Saved data entries

# # #

// SPDX-License-Identifier: BUSL-1.1
// Copyright (c) 2026 Alfred Jean LLC

//! ID generation for submissions and subscriptions

use std::sync::atomic::{AtomicU64, Ordering};
use std::sync::Arc;

/// Generates unique identifiers
pub trait IdGen: Clone + Send + Sync {
    fn next(&self) -> String;
}

/// UUID-based ID generator for production use
#[derive(Clone, Default)]
pub struct UuidIdGen;

impl IdGen for UuidIdGen {
    fn next(&self) -> String {
        uuid::Uuid::new_v4().to_string()
    }
}

/// Sequential ID generator for testing
#[derive(Clone)]
pub struct SequentialIdGen {
    prefix: String,
    counter: Arc<AtomicU64>,
}

impl SequentialIdGen {
    pub fn new(prefix: impl Into<String>) -> Self {
        Self {
            prefix: prefix.into(),
            counter: Arc::new(AtomicU64::new(1)),
        }
    }
}

impl Default for SequentialIdGen {
    fn default() -> Self {
        Self::new("sub")
    }
}

impl IdGen for SequentialIdGen {
    fn next(&self) -> String {
        let n = self.counter.fetch_add(1, Ordering::SeqCst);
        format!("{}-{}", self.prefix, n)
    }
}
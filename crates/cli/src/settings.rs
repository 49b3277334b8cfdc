// SPDX-License-Identifier: BUSL-1.1
// Copyright (c) 2026 Alfred Jean LLC

//! Configuration lookup for the CLI

use anyhow::{Context, Result};
use munch_core::Config;
use std::path::{Path, PathBuf};

/// Config file picked up from the working directory
pub const LOCAL_CONFIG: &str = "munch.toml";

/// Which file, if any, the configuration comes from
fn config_path(explicit: Option<&Path>) -> Option<PathBuf> {
    if let Some(path) = explicit {
        return Some(path.to_path_buf());
    }
    if let Some(path) = std::env::var_os("MUNCH_CONFIG") {
        return Some(PathBuf::from(path));
    }
    let local = PathBuf::from(LOCAL_CONFIG);
    local.is_file().then_some(local)
}

/// Load the config file (or defaults) and apply environment overrides
pub fn resolve(explicit: Option<&Path>) -> Result<Config> {
    let config = match config_path(explicit) {
        Some(path) => {
            tracing::debug!(path = %path.display(), "loading config");
            Config::load(&path)
                .with_context(|| format!("failed to load config from {}", path.display()))?
        }
        None => Config::default(),
    };

    config
        .with_overrides(|key| std::env::var(key).ok())
        .context("invalid configuration override")
}
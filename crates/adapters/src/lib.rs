// SPDX-License-Identifier: BUSL-1.1
// Copyright (c) 2026 Alfred Jean LLC

// Allow panic!/unwrap/expect in test code
#![cfg_attr(test, allow(clippy::panic))]
#![cfg_attr(test, allow(clippy::unwrap_used))]
#![cfg_attr(test, allow(clippy::expect_used))]
// Enable coverage(off) attribute for excluding test infrastructure
#![cfg_attr(coverage_nightly, feature(coverage_attribute))]

//! Adapters for the ledger node and the host wallet

pub mod abi;
pub mod chain;
pub mod rpc;
pub mod traced;
pub mod wallet;

pub use chain::RpcChainClient;
pub use rpc::{JsonRpcClient, RpcError};
pub use traced::{TracedChainClient, TracedWallet};
pub use wallet::RpcWallet;

// Test support - only compiled for tests or when explicitly requested
#[cfg(any(test, feature = "test-support"))]
pub mod fake;
#[cfg(any(test, feature = "test-support"))]
pub use fake::{FakeLedger, LedgerCall};
// SPDX-License-Identifier: BUSL-1.1
// Copyright (c) 2026 Alfred Jean LLC

//! User-friendly error display with context and suggestions.

use munch_engine::SyncError;
use std::fmt;

/// Error with context and recovery suggestions for user-friendly display.
#[derive(Debug)]
pub struct CliError {
    /// What went wrong
    pub message: String,
    /// Why it might have happened
    pub context: Vec<String>,
    /// How to fix it
    pub suggestions: Vec<String>,
}

impl CliError {
    pub fn new(message: impl Into<String>) -> Self {
        Self {
            message: message.into(),
            context: Vec::new(),
            suggestions: Vec::new(),
        }
    }

    pub fn with_context(mut self, ctx: impl Into<String>) -> Self {
        self.context.push(ctx.into());
        self
    }

    pub fn with_suggestion(mut self, suggestion: impl Into<String>) -> Self {
        self.suggestions.push(suggestion.into());
        self
    }

    /// No account has been authorized for this client yet
    pub fn not_authorized() -> Self {
        CliError::new("No authorized wallet account")
            .with_context("The wallet has not granted this client access")
            .with_suggestion("Connect first: munch connect")
            .with_suggestion("Or connect while submitting: munch submit --connect ...")
    }

    /// A meal field failed validation
    pub fn invalid_field(field: &str, reason: &str) -> Self {
        CliError::new(format!("Invalid {}: {}", field, reason))
            .with_context("Each of what, where and why must be 2 to 25 characters")
    }
}

impl From<SyncError> for CliError {
    fn from(e: SyncError) -> Self {
        let base = CliError::new(e.to_string());
        match e {
            SyncError::WalletUnavailable(_) => base
                .with_context("No wallet answered at the configured wallet endpoint")
                .with_suggestion("Check wallet_url (or rpc_url): munch config"),
            SyncError::Network(_) => base
                .with_context("The ledger node could not be reached or returned bad data")
                .with_suggestion("Check rpc_url: munch config"),
            SyncError::UserRejected => base.with_context("The request was declined in the wallet"),
            SyncError::TransactionFailed { .. } => {
                base.with_context("The transaction was mined but did not succeed; nothing was recorded")
            }
            SyncError::SubmissionRejected(_)
            | SyncError::NotReady(_)
            | SyncError::ProtocolViolation(_) => base,
        }
    }
}

impl fmt::Display for CliError {
    fn fmt(&self, f: &mut fmt::Formatter<'_>) -> fmt::Result {
        writeln!(f, "error: {}", self.message)?;

        if !self.context.is_empty() {
            writeln!(f)?;
            for ctx in &self.context {
                writeln!(f, "  -> {}", ctx)?;
            }
        }

        if !self.suggestions.is_empty() {
            writeln!(f)?;
            writeln!(f, "suggestions:")?;
            for (i, suggestion) in self.suggestions.iter().enumerate() {
                writeln!(f, "  {}. {}", i + 1, suggestion)?;
            }
        }

        Ok(())
    }
}

impl std::error::Error for CliError {}

/// Render any command error for stderr
pub fn render(e: &anyhow::Error) -> String {
    if let Some(cli) = e.downcast_ref::<CliError>() {
        return cli.to_string();
    }
    if let Some(sync) = e.downcast_ref::<SyncError>() {
        return CliError::from(sync.clone()).to_string();
    }
    format!("error: {:#}\n", e)
}
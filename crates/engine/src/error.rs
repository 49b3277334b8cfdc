// SPDX-License-Identifier: BUSL-1.1
// Copyright (c) 2026 Alfred Jean LLC

//! Error types for the sync engine

use munch_core::{ChainError, StoreError, TxHash, WalletError};
use thiserror::Error;

/// Errors reported to callers of the sync controller
#[derive(Debug, Clone, PartialEq, Eq, Error)]
pub enum SyncError {
    #[error("no wallet available: {0}")]
    WalletUnavailable(String),
    #[error("request rejected by user")]
    UserRejected,
    #[error("network error: {0}")]
    Network(String),
    #[error("submission rejected: {0}")]
    SubmissionRejected(String),
    #[error("transaction {hash} failed: {reason}")]
    TransactionFailed { hash: TxHash, reason: String },
    #[error("not ready: {0}")]
    NotReady(String),
    #[error("protocol violation: {0}")]
    ProtocolViolation(String),
}

impl From<WalletError> for SyncError {
    fn from(e: WalletError) -> Self {
        match e {
            WalletError::Unavailable(msg) => SyncError::WalletUnavailable(msg),
            WalletError::UserRejected => SyncError::UserRejected,
            WalletError::Provider(msg) => SyncError::WalletUnavailable(msg),
        }
    }
}

impl From<ChainError> for SyncError {
    fn from(e: ChainError) -> Self {
        match e {
            ChainError::Network(msg) => SyncError::Network(msg),
            ChainError::UserRejected => SyncError::UserRejected,
            ChainError::SubmissionRejected(msg) => SyncError::SubmissionRejected(msg),
            // Undecodable ledger data is reported like any other failed read
            ChainError::Decode(msg) => SyncError::Network(msg),
        }
    }
}

impl From<StoreError> for SyncError {
    fn from(e: StoreError) -> Self {
        SyncError::ProtocolViolation(e.to_string())
    }
}
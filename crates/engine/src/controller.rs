// SPDX-License-Identifier: BUSL-1.1
// Copyright (c) 2026 Alfred Jean LLC

//! Sync controller: wallet session, bulk load, live subscription, submissions
//!
//! The controller owns the chain client, the wallet session and the entry
//! store for one application session. All methods take `&mut self`, so the
//! store has a single writer; the live subscription's channel is the only
//! hand-off between tasks.
//!
//! A submission never writes to the store. Its entry arrives through the live
//! subscription like anyone else's.

use crate::error::SyncError;
use crate::live::LiveSubscription;
use munch_core::{
    Address, ChainClient, Confirmation, ConnectionState, Entry, EntryStore, IdGen,
    PendingSubmission, SubmissionId, SubmissionOutcome, SubmissionPhase, UuidIdGen,
    WalletProvider, WalletSession,
};
use std::collections::HashMap;
use tokio::sync::watch;

/// Controller lifecycle
#[derive(Debug, Clone, Copy, PartialEq, Eq)]
pub enum SyncState {
    Idle,
    Bootstrapping,
    Live,
}

impl std::fmt::Display for SyncState {
    fn fmt(&self, f: &mut std::fmt::Formatter<'_>) -> std::fmt::Result {
        match self {
            SyncState::Idle => write!(f, "idle"),
            SyncState::Bootstrapping => write!(f, "bootstrapping"),
            SyncState::Live => write!(f, "live"),
        }
    }
}

/// A submission that is waiting for its terminal status
#[derive(Debug)]
struct InFlight {
    pending: PendingSubmission,
    total_before: Option<u64>,
}

/// Keeps the local entry cache in sync with the ledger
pub struct SyncController<C, W, I = UuidIdGen> {
    chain: C,
    session: WalletSession<W>,
    store: EntryStore,
    live: Option<LiveSubscription>,
    state: SyncState,
    ids: I,
    in_flight: HashMap<SubmissionId, InFlight>,
}

impl<C: ChainClient, W: WalletProvider> SyncController<C, W, UuidIdGen> {
    pub fn new(chain: C, wallet: W) -> Self {
        Self::with_ids(chain, wallet, UuidIdGen)
    }
}

impl<C, W, I> SyncController<C, W, I>
where
    C: ChainClient,
    W: WalletProvider,
    I: IdGen,
{
    /// Create a controller with a custom submission ID generator
    pub fn with_ids(chain: C, wallet: W, ids: I) -> Self {
        Self {
            chain,
            session: WalletSession::new(wallet),
            store: EntryStore::new(),
            live: None,
            state: SyncState::Idle,
            ids,
            in_flight: HashMap::new(),
        }
    }

    // -------------------------------------------------------------------------
    // Session lifecycle
    // -------------------------------------------------------------------------

    /// Connect interactively and bootstrap.
    ///
    /// An existing session is torn down first, so the cache is rebuilt from
    /// scratch.
    pub async fn connect(&mut self) -> Result<Address, SyncError> {
        if self.state != SyncState::Idle || self.session.state().is_connected() {
            self.disconnect();
        }
        let account = self.session.connect().await?;
        self.bootstrap().await?;
        Ok(account)
    }

    /// Reuse an earlier wallet authorization, bootstrapping if one exists
    pub async fn restore_if_authorized(&mut self) -> Result<Option<Address>, SyncError> {
        if self.state != SyncState::Idle {
            self.teardown();
        }
        let Some(account) = self.session.restore_if_authorized().await? else {
            return Ok(None);
        };
        self.bootstrap().await?;
        Ok(Some(account))
    }

    /// Load the ledger and go live.
    ///
    /// Requires a connected account. Any previous cache and subscription are
    /// discarded. On failure the controller is back in `Idle` with no
    /// subscription held.
    pub async fn bootstrap(&mut self) -> Result<usize, SyncError> {
        let Some(account) = self.session.current_account() else {
            return Err(SyncError::NotReady("wallet not connected".to_string()));
        };

        self.teardown();
        self.state = SyncState::Bootstrapping;
        tracing::info!(%account, "bootstrapping");

        match self.load().await {
            Ok(count) => {
                self.state = SyncState::Live;
                tracing::info!(entries = count, "live");
                Ok(count)
            }
            Err(e) => {
                tracing::error!(error = %e, "bootstrap failed");
                self.teardown();
                Err(e)
            }
        }
    }

    async fn load(&mut self) -> Result<usize, SyncError> {
        // Subscribe first: whatever lands during the bulk read is buffered
        let live = LiveSubscription::register(&self.chain).await?;
        let live = self.live.insert(live);

        let entries = self.chain.fetch_all().await?;
        let seeded = self.store.seed(entries)?;
        tracing::debug!(seeded, "bulk read seeded");

        live.start(&mut self.store)?;
        Ok(self.store.len())
    }

    /// Drop the session: unsubscribe, clear the cache, forget the account
    pub fn disconnect(&mut self) {
        self.teardown();
        self.in_flight.clear();
        self.session.disconnect();
    }

    fn teardown(&mut self) {
        if let Some(live) = self.live.take() {
            live.stop(&self.chain);
        }
        if self.store.is_seeded() || !self.store.is_empty() {
            self.store.clear();
        }
        self.state = SyncState::Idle;
    }

    // -------------------------------------------------------------------------
    // Queries
    // -------------------------------------------------------------------------

    pub fn state(&self) -> SyncState {
        self.state
    }

    pub fn connection_state(&self) -> ConnectionState {
        self.session.state()
    }

    pub fn current_account(&self) -> Option<Address> {
        self.session.current_account()
    }

    /// Snapshot of the cache.
    ///
    /// Entries delivered since the last `pump` or `next_live_entry` are not
    /// included yet.
    pub fn current_entries(&self) -> Vec<Entry> {
        self.store.all()
    }

    /// Revision channel that ticks whenever the cache changes
    pub fn watch_entries(&self) -> watch::Receiver<u64> {
        self.store.watch()
    }

    pub fn chain(&self) -> &C {
        &self.chain
    }

    // -------------------------------------------------------------------------
    // Live path
    // -------------------------------------------------------------------------

    /// Merge every live entry delivered so far; returns the number inserted
    pub fn pump(&mut self) -> usize {
        match self.live.as_mut() {
            Some(live) => live.drain(&mut self.store),
            None => 0,
        }
    }

    /// Wait for the next live entry that is new to the cache.
    ///
    /// Returns `None` when not live or when the feed has closed.
    pub async fn next_live_entry(&mut self) -> Option<Entry> {
        match self.live.as_mut() {
            Some(live) => live.next_inserted(&mut self.store).await,
            None => None,
        }
    }

    // -------------------------------------------------------------------------
    // Submissions
    // -------------------------------------------------------------------------

    /// Submit an append and wait for it to be mined
    pub async fn submit(
        &mut self,
        what: &str,
        place: &str,
        why: &str,
    ) -> Result<SubmissionOutcome, SyncError> {
        let pending = self.begin_submit(what, place, why).await?;
        self.finish_submit(&pending).await
    }

    /// Send an append and return once it is in the pending pool.
    ///
    /// Fails with `NotReady`, without touching the network, unless the
    /// controller is live with a connected account.
    pub async fn begin_submit(
        &mut self,
        what: &str,
        place: &str,
        why: &str,
    ) -> Result<PendingSubmission, SyncError> {
        if self.state != SyncState::Live {
            return Err(SyncError::NotReady(format!(
                "controller is {}, not live",
                self.state
            )));
        }
        let Some(signer) = self.session.current_account() else {
            return Err(SyncError::NotReady("wallet not connected".to_string()));
        };

        let id = SubmissionId(self.ids.next());
        tracing::info!(submission = %id, phase = ?SubmissionPhase::Submitting, "submitting");

        let total_before = self.read_total().await;
        let handle = self
            .chain
            .send_append(&signer, what, place, why)
            .await
            .map_err(|e| {
                tracing::warn!(submission = %id, error = %e, "submission failed");
                SyncError::from(e)
            })?;

        let pending = PendingSubmission::new(id.clone(), &handle);
        tracing::info!(
            submission = %id,
            hash = %pending.hash,
            phase = ?pending.phase(),
            "transaction pending"
        );
        self.in_flight.insert(
            id,
            InFlight {
                pending: pending.clone(),
                total_before,
            },
        );
        Ok(pending)
    }

    /// Wait for the terminal status of a submission started with `begin_submit`
    pub async fn finish_submit(
        &mut self,
        pending: &PendingSubmission,
    ) -> Result<SubmissionOutcome, SyncError> {
        let confirmation = self.chain.await_confirmation(&pending.handle()).await;
        let tracked = self.in_flight.remove(&pending.id);
        let confirmation = confirmation?;

        let mut settled = pending.clone();
        settled.status = confirmation.clone().into();
        tracing::info!(
            submission = %settled.id,
            hash = %settled.hash,
            phase = ?settled.phase(),
            "submission settled"
        );

        match confirmation {
            Confirmation::Failed { reason } => Err(SyncError::TransactionFailed {
                hash: pending.hash,
                reason,
            }),
            Confirmation::Mined { block } => {
                let total_after = self.read_total().await;
                let total_before = tracked.and_then(|t| t.total_before);
                if let (Some(before), Some(after)) = (total_before, total_after) {
                    if !advanced_by_one(before, after) {
                        tracing::warn!(
                            before,
                            after,
                            "ledger total did not advance by exactly one"
                        );
                    }
                }
                Ok(SubmissionOutcome {
                    id: pending.id.clone(),
                    hash: pending.hash,
                    block,
                    ledger_total: total_after,
                })
            }
        }
    }

    /// Phase of a submission still awaiting its terminal status.
    ///
    /// Tracking starts once the transaction is in the pending pool, so this
    /// is `Confirming` or `None`.
    pub fn submission_phase(&self, id: &SubmissionId) -> Option<SubmissionPhase> {
        self.in_flight.get(id).map(|t| t.pending.phase())
    }

    /// Number of submissions awaiting their terminal status
    pub fn in_flight(&self) -> usize {
        self.in_flight.len()
    }

    /// Diagnostic read of the ledger counter; failures are logged, not surfaced
    async fn read_total(&self) -> Option<u64> {
        match self.chain.fetch_total_count().await {
            Ok(total) => {
                tracing::debug!(total, "ledger total");
                Some(total)
            }
            Err(e) => {
                tracing::warn!(error = %e, "could not read ledger total");
                None
            }
        }
    }
}

/// Whether the ledger counter moved from `before` to exactly `before + 1`
fn advanced_by_one(before: u64, after: u64) -> bool {
    before.checked_add(1) == Some(after)
}

#[cfg(test)]
#[path = "controller_tests.rs"]
mod tests;
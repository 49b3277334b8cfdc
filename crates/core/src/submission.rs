// SPDX-License-Identifier: BUSL-1.1
// Copyright (c) 2026 Alfred Jean LLC

//! Submission lifecycle
//!
//! A submission is the caller's view of one append transaction. It lives only
//! until its terminal status is observed and never touches the entry store:
//! the resulting entry reaches the cache through the live subscription.

use crate::adapters::{Confirmation, PendingHandle};
use crate::address::TxHash;
use serde::{Deserialize, Serialize};

/// Identifier for one `submit` call
#[derive(Debug, Clone, PartialEq, Eq, Hash, Serialize, Deserialize)]
pub struct SubmissionId(pub String);

impl std::fmt::Display for SubmissionId {
    fn fmt(&self, f: &mut std::fmt::Formatter<'_>) -> std::fmt::Result {
        write!(f, "{}", self.0)
    }
}

/// Network-reported status of a submitted transaction
#[derive(Debug, Clone, PartialEq, Eq)]
pub enum SubmissionStatus {
    /// Accepted into the pending pool
    Submitted,
    Mined { block: Option<u64> },
    Failed { reason: String },
}

impl SubmissionStatus {
    pub fn is_terminal(&self) -> bool {
        !matches!(self, SubmissionStatus::Submitted)
    }
}

impl From<Confirmation> for SubmissionStatus {
    fn from(confirmation: Confirmation) -> Self {
        match confirmation {
            Confirmation::Mined { block } => SubmissionStatus::Mined { block },
            Confirmation::Failed { reason } => SubmissionStatus::Failed { reason },
        }
    }
}

/// Where a submission is in its local lifecycle
///
/// Only `Confirming` is ever reported for a tracked submission. `Submitting`
/// covers the signature request inside `begin_submit`, before any id is
/// handed out, and appears in logs only.
#[derive(Debug, Clone, Copy, PartialEq, Eq)]
pub enum SubmissionPhase {
    Submitting,
    Confirming,
    Done,
    Failed,
}

/// A submission accepted into the pending pool
#[derive(Debug, Clone, PartialEq, Eq)]
pub struct PendingSubmission {
    pub id: SubmissionId,
    pub hash: TxHash,
    pub status: SubmissionStatus,
}

impl PendingSubmission {
    pub fn new(id: SubmissionId, handle: &PendingHandle) -> Self {
        Self {
            id,
            hash: handle.hash,
            status: SubmissionStatus::Submitted,
        }
    }

    pub fn handle(&self) -> PendingHandle {
        PendingHandle { hash: self.hash }
    }

    /// Local phase implied by the network status
    pub fn phase(&self) -> SubmissionPhase {
        match self.status {
            SubmissionStatus::Submitted => SubmissionPhase::Confirming,
            SubmissionStatus::Mined { .. } => SubmissionPhase::Done,
            SubmissionStatus::Failed { .. } => SubmissionPhase::Failed,
        }
    }
}

/// Terminal result of a mined submission
#[derive(Debug, Clone, PartialEq, Eq)]
pub struct SubmissionOutcome {
    pub id: SubmissionId,
    pub hash: TxHash,
    pub block: Option<u64>,
    /// Ledger total read after mining; diagnostic only
    pub ledger_total: Option<u64>,
}
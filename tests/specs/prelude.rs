//! Shared helpers for CLI specs

#![allow(dead_code)]

use assert_cmd::Command;
use serde_json::{json, Value};
use std::collections::HashMap;
use std::io::{BufRead, BufReader, Read, Write};
use std::net::{TcpListener, TcpStream};
use std::path::Path;
use std::process::Output;
use std::sync::{Arc, Mutex};
use tempfile::TempDir;

/// Account the canned wallet hands out
pub const ACCOUNT: &str = "0x0000000000000000000000000000000000000abc";

/// Hash the canned wallet returns for every transaction
pub const TX_HASH: &str = "0xabababababababababababababababababababababababababababababababab";

// =============================================================================
// Project
// =============================================================================

/// Temporary working directory for one CLI invocation
pub struct Project {
    dir: TempDir,
}

impl Project {
    pub fn empty() -> Self {
        Self {
            dir: TempDir::new().unwrap(),
        }
    }

    /// Project with a `munch.toml` pointing every endpoint at `url`
    pub fn pointing_at(url: &str) -> Self {
        let project = Self::empty();
        project.file(
            "munch.toml",
            &format!("rpc_url = \"{}\"\npoll_interval = \"20ms\"\n", url),
        );
        project
    }

    pub fn path(&self) -> &Path {
        self.dir.path()
    }

    pub fn file(&self, name: &str, content: &str) {
        std::fs::write(self.dir.path().join(name), content).unwrap();
    }

    pub fn munch(&self) -> Cli {
        let mut cmd = Command::cargo_bin("munch").unwrap();
        cmd.current_dir(self.path())
            .env_remove("MUNCH_CONFIG")
            .env_remove("MUNCH_RPC_URL")
            .env_remove("MUNCH_WALLET_URL")
            .env_remove("MUNCH_CONTRACT")
            .env_remove("RUST_LOG");
        Cli { cmd }
    }
}

// =============================================================================
// CLI runner
// =============================================================================

pub struct Cli {
    cmd: Command,
}

impl Cli {
    pub fn args(mut self, args: &[&str]) -> Self {
        self.cmd.args(args);
        self
    }

    pub fn env(mut self, key: &str, value: &str) -> Self {
        self.cmd.env(key, value);
        self
    }

    pub fn passes(mut self) -> RunAssert {
        let output = self.cmd.output().unwrap();
        assert!(
            output.status.success(),
            "expected success, got {:?}\nstdout:\n{}\nstderr:\n{}",
            output.status,
            String::from_utf8_lossy(&output.stdout),
            String::from_utf8_lossy(&output.stderr)
        );
        RunAssert { output }
    }

    pub fn fails(mut self) -> RunAssert {
        let output = self.cmd.output().unwrap();
        assert!(
            !output.status.success(),
            "expected failure\nstdout:\n{}",
            String::from_utf8_lossy(&output.stdout)
        );
        RunAssert { output }
    }
}

pub struct RunAssert {
    output: Output,
}

impl RunAssert {
    pub fn stdout(&self) -> String {
        String::from_utf8_lossy(&self.output.stdout).to_string()
    }

    pub fn stderr(&self) -> String {
        String::from_utf8_lossy(&self.output.stderr).to_string()
    }

    pub fn stdout_has(self, expected: &str) -> Self {
        let stdout = self.stdout();
        assert!(
            stdout.contains(expected),
            "stdout missing {:?}:\n{}",
            expected,
            stdout
        );
        self
    }

    pub fn stdout_lacks(self, unexpected: &str) -> Self {
        let stdout = self.stdout();
        assert!(
            !stdout.contains(unexpected),
            "stdout unexpectedly has {:?}:\n{}",
            unexpected,
            stdout
        );
        self
    }

    pub fn stderr_has(self, expected: &str) -> Self {
        let stderr = self.stderr();
        assert!(
            stderr.contains(expected),
            "stderr missing {:?}:\n{}",
            expected,
            stderr
        );
        self
    }
}

// =============================================================================
// Canned JSON-RPC endpoint
// =============================================================================

/// HTTP JSON-RPC endpoint answering each method with a fixed result.
///
/// Unknown methods get a "method not found" error.
pub struct RpcStub {
    url: String,
    calls: Arc<Mutex<Vec<String>>>,
}

impl RpcStub {
    pub fn start(results: Vec<(&str, Value)>) -> Self {
        let listener = TcpListener::bind("127.0.0.1:0").unwrap();
        let url = format!("http://{}", listener.local_addr().unwrap());
        let results: HashMap<String, Value> = results
            .into_iter()
            .map(|(method, value)| (method.to_string(), value))
            .collect();
        let calls = Arc::new(Mutex::new(Vec::new()));

        let recorded = Arc::clone(&calls);
        std::thread::spawn(move || {
            for stream in listener.incoming().flatten() {
                serve(stream, &results, &recorded);
            }
        });

        Self { url, calls }
    }

    /// Wallet with an authorized account and an empty ledger
    pub fn empty_ledger() -> Self {
        Self::start(vec![
            ("eth_accounts", json!([ACCOUNT])),
            ("eth_blockNumber", json!("0x10")),
            ("eth_getLogs", json!([])),
            ("eth_call", json!(encode_meals(&[]))),
        ])
    }

    pub fn url(&self) -> &str {
        &self.url
    }

    pub fn calls(&self) -> Vec<String> {
        self.calls.lock().unwrap().clone()
    }
}

fn serve(stream: TcpStream, results: &HashMap<String, Value>, calls: &Mutex<Vec<String>>) {
    let mut reader = BufReader::new(stream);
    let mut content_length = 0;
    loop {
        let mut line = String::new();
        if reader.read_line(&mut line).unwrap_or(0) == 0 {
            return;
        }
        let line = line.trim_end();
        if line.is_empty() {
            break;
        }
        if let Some((name, value)) = line.split_once(':') {
            if name.eq_ignore_ascii_case("content-length") {
                content_length = value.trim().parse().unwrap_or(0);
            }
        }
    }

    let mut body = vec![0u8; content_length];
    if reader.read_exact(&mut body).is_err() {
        return;
    }
    let request: Value = serde_json::from_slice(&body).unwrap_or(Value::Null);
    let method = request["method"].as_str().unwrap_or_default().to_string();
    calls.lock().unwrap().push(method.clone());

    let response = match results.get(&method) {
        Some(result) => json!({ "jsonrpc": "2.0", "id": request["id"], "result": result }),
        None => json!({
            "jsonrpc": "2.0",
            "id": request["id"],
            "error": { "code": -32601, "message": "method not found" }
        }),
    };
    let payload = response.to_string();
    let mut stream = reader.into_inner();
    let _ = write!(
        stream,
        "HTTP/1.1 200 OK\r\nContent-Type: application/json\r\nContent-Length: {}\r\nConnection: close\r\n\r\n{}",
        payload.len(),
        payload
    );
    let _ = stream.flush();
}

// =============================================================================
// ABI helpers
// =============================================================================

fn word(value: u64) -> String {
    format!("{:064x}", value)
}

fn string_tail(s: &str) -> String {
    let mut hex: String = s.bytes().map(|b| format!("{:02x}", b)).collect();
    let padded = s.len().div_ceil(32).max(1) * 64;
    while hex.len() < padded {
        hex.push('0');
    }
    format!("{}{}", word(s.len() as u64), hex)
}

/// One uint256 return value
pub fn encode_uint(value: u64) -> String {
    format!("0x{}", word(value))
}

/// Return data of `getAllMeals()` for `(what, where, why, timestamp)` meals by ACCOUNT
pub fn encode_meals(meals: &[(&str, &str, &str, u64)]) -> String {
    let mut tuples = Vec::new();
    for (what, place, why, at) in meals {
        let tails = [string_tail(what), string_tail(place), string_tail(why)];
        let mut offset = 5 * 32;
        let mut head = format!("{:0>64}", ACCOUNT.trim_start_matches("0x"));
        for tail in &tails {
            head.push_str(&word(offset as u64));
            offset += tail.len() / 2;
        }
        head.push_str(&word(*at));
        tuples.push(format!("{}{}", head, tails.concat()));
    }

    let mut out = word(0x20);
    out.push_str(&word(meals.len() as u64));
    let mut offset = meals.len() * 32;
    for tuple in &tuples {
        out.push_str(&word(offset as u64));
        offset += tuple.len() / 2;
    }
    for tuple in &tuples {
        out.push_str(tuple);
    }
    format!("0x{}", out)
}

# # #

# Work instruction
Give the number of lines in the entries that include the string "reason", and nothing else.

# Finished task
8